We’re just around the corner from a shiny new year. And although there’s a few months left for the academic year to end, there is a general energy of finishing something, turning the page and looking forward to an opportunity of starting over when one year ends and another begins. Ride the high inspiration wave and set yourself some goals to smash in the coming year.

We have a few to get you started. And if you’re worried you’ll fall off the bandwagon only too easily, we also have a few suggestions to stick with them.

Wake up a little earlier: The benefits of maximizing the morning hours are not new. In fact it is well established that the time soon after one has woken up after a night of restful sleep is the best in terms of brain function which is guaranteed to aid study, meditation, sport or any other focus area. Start by waking up 10 minutes early every week, and slowly inch along until you reach your ideal sweet spot that gives you at least a 60-90 minute head start before your day’s activities begin. You’ll thank us by the end of the year!

Steady, small improvements with study: It’s always better to go in with a plan, and this is a good time of year to implement a good study strategy. Whether it’s a timetable, a slot system that dedicates certain days to certain subjects, or setting up a mechanism to get extra help in areas where you may need them, the key is to make a plan and make small, steady steps of improvement towards getting there.

Add a healthy hobby/interest to your routine: All work and no play made Jack a dull boy, and increasingly we’re seeing the benefits of having healthy interests outside of academics that can help you refuel and recharge your mind and body in a good way. Whether it’s a favourite sport, an interest in handicraft or DIY, learning to sing or play an instrument, pursuing public speaking, or whatever else catches your fancy, we really recommend picking an activity that stimulates you not just creatively but intellectually too and gives you a healthy avenue to focus your energy.

These are just a few ideas to get you started.

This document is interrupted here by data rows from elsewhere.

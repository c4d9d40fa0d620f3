// ============================================================================
// USE SCANNER - Ciclo de vida de la sesión de cámara
// ============================================================================
// Una sesión por componente montado: arranca automáticamente al montar (un
// solo intento, sin retry) y libera la cámara incondicionalmente al
// desmontar. El decode continuo llega como eventos CodeDetected.
// ============================================================================

use wasm_bindgen::closure::Closure;
use wasm_bindgen::JsCast;
use yew::prelude::*;

use crate::config::CONFIG;
use crate::state::ScanEvent;
use crate::utils::scanner_ffi::{init_qr_scanner, is_qr_scanner_running, stop_qr_scanner};

/// Id del contenedor donde html5-qrcode monta el <video>
pub const READER_CONTAINER_ID: &str = "reader";

#[hook]
pub fn use_scanner(dispatch: Callback<ScanEvent>) {
    use_effect_with((), move |_| {
        log::info!("📷 Inicializando scanner...");

        let on_decoded = {
            let dispatch = dispatch.clone();
            Closure::wrap(Box::new(move |texto: String| {
                dispatch.emit(ScanEvent::CodeDetected(texto));
            }) as Box<dyn FnMut(String)>)
        };

        let on_ready = {
            let dispatch = dispatch.clone();
            Closure::wrap(Box::new(move || {
                dispatch.emit(ScanEvent::CameraReady);
            }) as Box<dyn FnMut()>)
        };

        let on_error = {
            let dispatch = dispatch.clone();
            Closure::wrap(Box::new(move |err: String| {
                log::error!("❌ Error cámara: {}", err);
                dispatch.emit(ScanEvent::CameraFailed(
                    "No se pudo acceder a la cámara".to_string(),
                ));
            }) as Box<dyn FnMut(String)>)
        };

        let scanner = &CONFIG.scanner_config;
        init_qr_scanner(
            READER_CONTAINER_ID,
            &scanner.facing_mode,
            scanner.fps,
            scanner.qrbox_width,
            scanner.qrbox_height,
            on_decoded.as_ref().unchecked_ref(),
            on_ready.as_ref().unchecked_ref(),
            on_error.as_ref().unchecked_ref(),
        );

        // forget(): los callbacks tienen que seguir vivos mientras la
        // librería decodifica; el componente se monta una sola vez
        on_decoded.forget();
        on_ready.forget();
        on_error.forget();

        // La cámara se libera en todos los caminos de salida; los errores
        // del stop no se propagan (los traga el glue JS)
        move || {
            if is_qr_scanner_running() {
                log::info!("📷 Liberando cámara");
                stop_qr_scanner();
            }
        }
    });
}
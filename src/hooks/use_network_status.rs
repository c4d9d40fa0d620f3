// ============================================================================
// USE NETWORK STATUS - Conectividad del dispositivo (online/offline)
// ============================================================================
// Listeners con ámbito acotado: se registran al montar y se quitan al
// desmontar, para no acumular registros duplicados.
// ============================================================================

use wasm_bindgen::closure::Closure;
use wasm_bindgen::{JsCast, JsValue};
use web_sys::Event;
use yew::prelude::*;

#[hook]
pub fn use_network_status() -> UseStateHandle<bool> {
    let is_online = use_state(estado_inicial);

    {
        let is_online = is_online.clone();
        use_effect_with((), move |_| {
            let window = web_sys::window();

            let on_online = {
                let is_online = is_online.clone();
                Closure::wrap(Box::new(move |_: Event| {
                    log::info!("📶 Conexión recuperada");
                    is_online.set(true);
                }) as Box<dyn FnMut(Event)>)
            };
            let on_offline = {
                let is_online = is_online.clone();
                Closure::wrap(Box::new(move |_: Event| {
                    log::warn!("⚠️ Sin conexión");
                    is_online.set(false);
                }) as Box<dyn FnMut(Event)>)
            };

            if let Some(win) = &window {
                let _ = win.add_event_listener_with_callback(
                    "online",
                    on_online.as_ref().unchecked_ref(),
                );
                let _ = win.add_event_listener_with_callback(
                    "offline",
                    on_offline.as_ref().unchecked_ref(),
                );
            }

            move || {
                if let Some(win) = &window {
                    let _ = win.remove_event_listener_with_callback(
                        "online",
                        on_online.as_ref().unchecked_ref(),
                    );
                    let _ = win.remove_event_listener_with_callback(
                        "offline",
                        on_offline.as_ref().unchecked_ref(),
                    );
                }
                drop(on_online);
                drop(on_offline);
            }
        });
    }

    is_online
}

/// navigator.onLine leído vía Reflect (no todos los contextos lo exponen)
fn estado_inicial() -> bool {
    web_sys::window()
        .and_then(|win| js_sys::Reflect::get(&win, &JsValue::from_str("navigator")).ok())
        .and_then(|nav| js_sys::Reflect::get(&nav, &JsValue::from_str("onLine")).ok())
        .and_then(|v| v.as_bool())
        .unwrap_or(true)
}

And if all this sounds too daunting, here’s how you can ensure you stick to these resolutions.

Make your goals specific and action oriented: Start with a goal or an outcome. For example, if your goal is to get your grades up by 5 points, drill it down to an actionable plan that you can actually set in motion every day. Lofty goals often feel unattainable unless we get down to the specific steps of how we’re planning to get there.

Take baby steps and go slow: There’s no use jumping in the deep end unless you’ve learned to float and swim slowly. So taking things slow, making small and steady improvements, keeping short-term goals to work towards is a far better way to approach a resolution. This will also give you something to focus on at regular intervals, as well as ensure you stick with it in the long run without getting demotivated.

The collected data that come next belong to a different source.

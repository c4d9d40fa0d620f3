// ============================================================================
// SCAN FLOW - Máquina de estados del disparo
// ============================================================================
// Estado puro, sin web-sys: cada handler es una transición que devuelve los
// efectos a ejecutar (pulso, envío HTTP, timer). Los hooks ejecutan los
// efectos; aquí no hay I/O, así que los tests corren en nativo.
// ============================================================================

use uuid::Uuid;

use crate::models::{CameraStatus, FeedbackKind, SubmissionRecord};

/// Política ante un envío fallido (ver .env.example)
#[derive(Debug, Clone, Copy, PartialEq, Eq)]
pub enum SubmitFailurePolicy {
    /// El fallo se trata igual que el éxito (solo se loguea) y el flujo
    /// pasa a Acknowledged de todas formas.
    Silent,
    /// El fallo emite pulso de error, conserva el código detectado
    /// y vuelve a Idle para que el operario pueda re-disparar.
    Surface,
}

impl SubmitFailurePolicy {
    pub fn from_str(s: &str) -> Self {
        match s {
            "surface" => SubmitFailurePolicy::Surface,
            _ => SubmitFailurePolicy::Silent,
        }
    }
}

/// Fase del controlador de confirmación
#[derive(Debug, Clone, Copy, PartialEq, Eq)]
pub enum Phase {
    Idle,
    Submitting,
    Acknowledged,
}

/// Eventos que alimentan la máquina (cámara, decodificador, usuario, timers)
#[derive(Debug, Clone, PartialEq)]
pub enum ScanEvent {
    CameraReady,
    CameraFailed(String),
    /// Un frame decodificó un código (hasta `fps` veces por segundo,
    /// con valores repetidos o cambiantes)
    CodeDetected(String),
    /// El operario tocó el botón de disparo
    ShutterPressed,
    /// El POST terminó; `delivered` distingue éxito de fallo de red/HTTP
    SubmissionSettled {
        codigo: String,
        hora: String,
        delivered: bool,
    },
    /// Venció la ventana de 2s del banner con id `id`
    AckExpired { id: Uuid },
}

/// Efectos que el hook debe ejecutar tras una transición, en orden
#[derive(Debug, Clone, PartialEq)]
pub enum ScanEffect {
    /// Pulso de feedback; debe dispararse síncrono con la transición,
    /// antes de emitir el envío asíncrono
    Pulse(FeedbackKind),
    /// Emitir POST /api/escanear/{codigo}
    Submit(String),
    /// Programar la limpieza del banner para el registro `id`
    ScheduleAckClear(Uuid),
}

/// Estado completo del escáner: slot de detección (único, siempre el último
/// código decodificado), fase de confirmación y registro del último envío.
#[derive(Debug, Clone, PartialEq)]
pub struct ScanFlow {
    pub camera: CameraStatus,
    pub slot: Option<String>,
    pub phase: Phase,
    pub last_submission: Option<SubmissionRecord>,
    pub submit_error: Option<String>,
    policy: SubmitFailurePolicy,
}

impl ScanFlow {
    pub fn new(policy: SubmitFailurePolicy) -> Self {
        Self {
            camera: CameraStatus::Initializing,
            slot: None,
            phase: Phase::Idle,
            last_submission: None,
            submit_error: None,
            policy,
        }
    }

    /// Aplica un evento y devuelve los efectos a ejecutar
    pub fn apply(&mut self, event: ScanEvent) -> Vec<ScanEffect> {
        match event {
            ScanEvent::CameraReady => {
                if self.camera == CameraStatus::Initializing {
                    log::info!("📷 Cámara activa");
                    self.camera = CameraStatus::Active;
                }
                vec![]
            }

            ScanEvent::CameraFailed(msg) => {
                log::error!("❌ Error cámara: {}", msg);
                self.camera = CameraStatus::Failed(msg);
                vec![]
            }

            // El slot es de un solo valor: cada decode sobreescribe, sin cola
            ScanEvent::CodeDetected(texto) => {
                self.slot = Some(texto);
                vec![]
            }

            ScanEvent::ShutterPressed => self.on_shutter(),

            ScanEvent::SubmissionSettled {
                codigo,
                hora,
                delivered,
            } => self.on_settled(codigo, hora, delivered),

            ScanEvent::AckExpired { id } => {
                // Un timer obsoleto (el registro ya fue reemplazado) no limpia nada
                if self.phase == Phase::Acknowledged
                    && self.last_submission.as_ref().map(|r| r.id) == Some(id)
                {
                    self.last_submission = None;
                    self.phase = Phase::Idle;
                }
                vec![]
            }
        }
    }

    fn on_shutter(&mut self) -> Vec<ScanEffect> {
        // Superficie de disparo deshabilitada mientras la cámara no esté lista
        if !self.camera.is_active() {
            return vec![];
        }

        // Guard de re-entrada: un envío en vuelo ignora disparos nuevos
        if self.phase == Phase::Submitting {
            log::info!("⏳ Envío en progreso, disparo ignorado");
            return vec![];
        }

        match self.slot.clone() {
            None => {
                log::info!("📭 Disparo sin código detectado");
                vec![ScanEffect::Pulse(FeedbackKind::Empty)]
            }
            Some(codigo) => {
                log::info!("🔫 Disparo: {}", codigo);
                self.phase = Phase::Submitting;
                self.submit_error = None;
                // El pulso va primero: debe sonar/vibrar antes del POST
                vec![
                    ScanEffect::Pulse(FeedbackKind::Success),
                    ScanEffect::Submit(codigo),
                ]
            }
        }
    }

    fn on_settled(&mut self, codigo: String, hora: String, delivered: bool) -> Vec<ScanEffect> {
        // Un settle fuera de Submitting es un resto de un envío descartado
        if self.phase != Phase::Submitting {
            return vec![];
        }

        if !delivered && self.policy == SubmitFailurePolicy::Surface {
            log::warn!("⚠️ Envío fallido de {}, el código se conserva", codigo);
            self.phase = Phase::Idle;
            self.submit_error = Some(format!("No se pudo enviar {}", codigo));
            return vec![ScanEffect::Pulse(FeedbackKind::Error)];
        }

        if !delivered {
            // Política silent: fallo y éxito son indistinguibles para la UI
            log::error!("❌ Error enviando {} (ignorado)", codigo);
        }

        let record = SubmissionRecord {
            codigo,
            hora,
            id: Uuid::new_v4(),
        };
        let id = record.id;
        self.last_submission = Some(record);
        // Limpiar el slot evita re-enviar un código viejo
        self.slot = None;
        self.submit_error = None;
        self.phase = Phase::Acknowledged;
        vec![ScanEffect::ScheduleAckClear(id)]
    }
}

#[cfg(test)]
mod tests {
    use super::*;

    fn flujo_activo(policy: SubmitFailurePolicy) -> ScanFlow {
        let mut flow = ScanFlow::new(policy);
        flow.apply(ScanEvent::CameraReady);
        flow
    }

    fn settle_ok(codigo: &str) -> ScanEvent {
        ScanEvent::SubmissionSettled {
            codigo: codigo.to_string(),
            hora: "10:30:00".to_string(),
            delivered: true,
        }
    }

    #[test]
    fn el_slot_guarda_siempre_el_ultimo_decode() {
        let mut flow = flujo_activo(SubmitFailurePolicy::Silent);
        for codigo in ["AAA", "BBB", "AAA", "CCC"] {
            flow.apply(ScanEvent::CodeDetected(codigo.to_string()));
        }
        assert_eq!(flow.slot.as_deref(), Some("CCC"));
    }

    #[test]
    fn decode_repetido_es_idempotente() {
        let mut flow = flujo_activo(SubmitFailurePolicy::Silent);
        flow.apply(ScanEvent::CodeDetected("X1".to_string()));
        let antes = flow.clone();
        flow.apply(ScanEvent::CodeDetected("X1".to_string()));
        assert_eq!(flow, antes);
    }

    #[test]
    fn disparo_con_slot_vacio_solo_pulsa() {
        let mut flow = flujo_activo(SubmitFailurePolicy::Silent);
        let efectos = flow.apply(ScanEvent::ShutterPressed);
        assert_eq!(efectos, vec![ScanEffect::Pulse(FeedbackKind::Empty)]);
        assert_eq!(flow.phase, Phase::Idle);
        assert!(flow.last_submission.is_none());
    }

    #[test]
    fn disparo_con_codigo_pulsa_y_envia_una_vez() {
        let mut flow = flujo_activo(SubmitFailurePolicy::Silent);
        flow.apply(ScanEvent::CodeDetected("ABC123".to_string()));

        let efectos = flow.apply(ScanEvent::ShutterPressed);
        assert_eq!(
            efectos,
            vec![
                ScanEffect::Pulse(FeedbackKind::Success),
                ScanEffect::Submit("ABC123".to_string()),
            ]
        );
        assert_eq!(flow.phase, Phase::Submitting);
    }

    #[test]
    fn el_settle_crea_registro_y_limpia_el_slot() {
        let mut flow = flujo_activo(SubmitFailurePolicy::Silent);
        flow.apply(ScanEvent::CodeDetected("ABC123".to_string()));
        flow.apply(ScanEvent::ShutterPressed);

        let efectos = flow.apply(settle_ok("ABC123"));
        let record = flow.last_submission.clone().expect("debe haber registro");
        assert_eq!(record.codigo, "ABC123");
        assert_eq!(efectos, vec![ScanEffect::ScheduleAckClear(record.id)]);
        assert_eq!(flow.slot, None);
        assert_eq!(flow.phase, Phase::Acknowledged);
    }

    #[test]
    fn la_expiracion_destruye_el_registro_y_vuelve_a_idle() {
        let mut flow = flujo_activo(SubmitFailurePolicy::Silent);
        flow.apply(ScanEvent::CodeDetected("ABC123".to_string()));
        flow.apply(ScanEvent::ShutterPressed);
        flow.apply(settle_ok("ABC123"));

        let id = flow.last_submission.as_ref().unwrap().id;
        flow.apply(ScanEvent::AckExpired { id });
        assert!(flow.last_submission.is_none());
        assert_eq!(flow.phase, Phase::Idle);
    }

    #[test]
    fn un_timer_obsoleto_no_limpia_el_registro_nuevo() {
        let mut flow = flujo_activo(SubmitFailurePolicy::Silent);

        // Primer envío
        flow.apply(ScanEvent::CodeDetected("UNO".to_string()));
        flow.apply(ScanEvent::ShutterPressed);
        flow.apply(settle_ok("UNO"));
        let id_viejo = flow.last_submission.as_ref().unwrap().id;

        // Segundo envío antes de que venza el banner del primero
        flow.apply(ScanEvent::CodeDetected("DOS".to_string()));
        flow.apply(ScanEvent::ShutterPressed);
        flow.apply(settle_ok("DOS"));

        flow.apply(ScanEvent::AckExpired { id: id_viejo });
        assert_eq!(
            flow.last_submission.as_ref().map(|r| r.codigo.as_str()),
            Some("DOS")
        );
        assert_eq!(flow.phase, Phase::Acknowledged);
    }

    #[test]
    fn disparo_sin_camara_activa_no_tiene_efectos() {
        // Todavía Initializing
        let mut flow = ScanFlow::new(SubmitFailurePolicy::Silent);
        flow.apply(ScanEvent::CodeDetected("ABC".to_string()));
        let antes = flow.clone();
        assert!(flow.apply(ScanEvent::ShutterPressed).is_empty());
        assert_eq!(flow, antes);

        // Cámara fallida
        let mut flow = ScanFlow::new(SubmitFailurePolicy::Silent);
        flow.apply(ScanEvent::CameraFailed("permiso denegado".to_string()));
        flow.apply(ScanEvent::CodeDetected("ABC".to_string()));
        let antes = flow.clone();
        assert!(flow.apply(ScanEvent::ShutterPressed).is_empty());
        assert_eq!(flow, antes);
    }

    #[test]
    fn fallo_de_arranque_guarda_el_mensaje() {
        let mut flow = ScanFlow::new(SubmitFailurePolicy::Silent);
        flow.apply(ScanEvent::CameraFailed(
            "No se pudo acceder a la cámara".to_string(),
        ));
        assert!(!flow.camera.is_active());
        assert_eq!(
            flow.camera.error_message(),
            Some("No se pudo acceder a la cámara")
        );
    }

    #[test]
    fn disparo_durante_envio_en_vuelo_se_ignora() {
        let mut flow = flujo_activo(SubmitFailurePolicy::Silent);
        flow.apply(ScanEvent::CodeDetected("ABC".to_string()));
        flow.apply(ScanEvent::ShutterPressed);

        // Sigue llegando un decode nuevo mientras el POST está en vuelo
        flow.apply(ScanEvent::CodeDetected("XYZ".to_string()));
        assert!(flow.apply(ScanEvent::ShutterPressed).is_empty());
        assert_eq!(flow.phase, Phase::Submitting);
    }

    #[test]
    fn disparo_durante_el_banner_permite_escaneos_consecutivos() {
        let mut flow = flujo_activo(SubmitFailurePolicy::Silent);
        flow.apply(ScanEvent::CodeDetected("UNO".to_string()));
        flow.apply(ScanEvent::ShutterPressed);
        flow.apply(settle_ok("UNO"));
        assert_eq!(flow.phase, Phase::Acknowledged);

        flow.apply(ScanEvent::CodeDetected("DOS".to_string()));
        let efectos = flow.apply(ScanEvent::ShutterPressed);
        assert_eq!(
            efectos,
            vec![
                ScanEffect::Pulse(FeedbackKind::Success),
                ScanEffect::Submit("DOS".to_string()),
            ]
        );
    }

    #[test]
    fn politica_silent_trata_el_fallo_como_exito() {
        let mut flow = flujo_activo(SubmitFailurePolicy::Silent);
        flow.apply(ScanEvent::CodeDetected("ABC".to_string()));
        flow.apply(ScanEvent::ShutterPressed);

        flow.apply(ScanEvent::SubmissionSettled {
            codigo: "ABC".to_string(),
            hora: "10:30:00".to_string(),
            delivered: false,
        });
        assert_eq!(flow.phase, Phase::Acknowledged);
        assert!(flow.last_submission.is_some());
        assert_eq!(flow.slot, None);
        assert!(flow.submit_error.is_none());
    }

    #[test]
    fn politica_surface_conserva_el_codigo_y_pulsa_error() {
        let mut flow = flujo_activo(SubmitFailurePolicy::Surface);
        flow.apply(ScanEvent::CodeDetected("ABC".to_string()));
        flow.apply(ScanEvent::ShutterPressed);

        let efectos = flow.apply(ScanEvent::SubmissionSettled {
            codigo: "ABC".to_string(),
            hora: "10:30:00".to_string(),
            delivered: false,
        });
        assert_eq!(efectos, vec![ScanEffect::Pulse(FeedbackKind::Error)]);
        assert_eq!(flow.phase, Phase::Idle);
        assert!(flow.last_submission.is_none());
        // El slot queda para poder re-disparar (ojo: un decode posterior
        // puede haberlo sobreescrito, eso es lo esperado)
        assert_eq!(flow.slot.as_deref(), Some("ABC"));
        assert!(flow.submit_error.is_some());
    }

    #[test]
    fn escenario_completo_abc123() {
        let mut flow = flujo_activo(SubmitFailurePolicy::Silent);

        flow.apply(ScanEvent::CodeDetected("ABC123".to_string()));
        let efectos = flow.apply(ScanEvent::ShutterPressed);
        assert!(efectos.contains(&ScanEffect::Submit("ABC123".to_string())));

        flow.apply(settle_ok("ABC123"));
        let record = flow.last_submission.clone().unwrap();
        assert_eq!(record.codigo, "ABC123");
        assert_eq!(flow.slot, None);

        flow.apply(ScanEvent::AckExpired { id: record.id });
        assert!(flow.last_submission.is_none());
        assert_eq!(flow.phase, Phase::Idle);
    }
}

Prioritize resolutions and keep it simple: Don’t try and do too many things at once. It’s far more beneficial to prioritize and minimize the really important things to two, at most three, resolutions. Keep these specific, actionable and simple so they are within your reach. Overstretching is a sure shot way to underachieve, and that’s not a good way to begin a good habit.

Ask for support: Support can come in many ways. From having an accountability buddy to check in on you from time to time, to asking for the right help from seniors or adults to help you reach your goal, or even finding the right sources for your needs, support is essential to reaching your goals. Even though your resolutions may be intensely personal, and you may be driven to see them through the year, you do not have to do this all alone. Getting the right help at the right time may be the crucial ingredient to your success.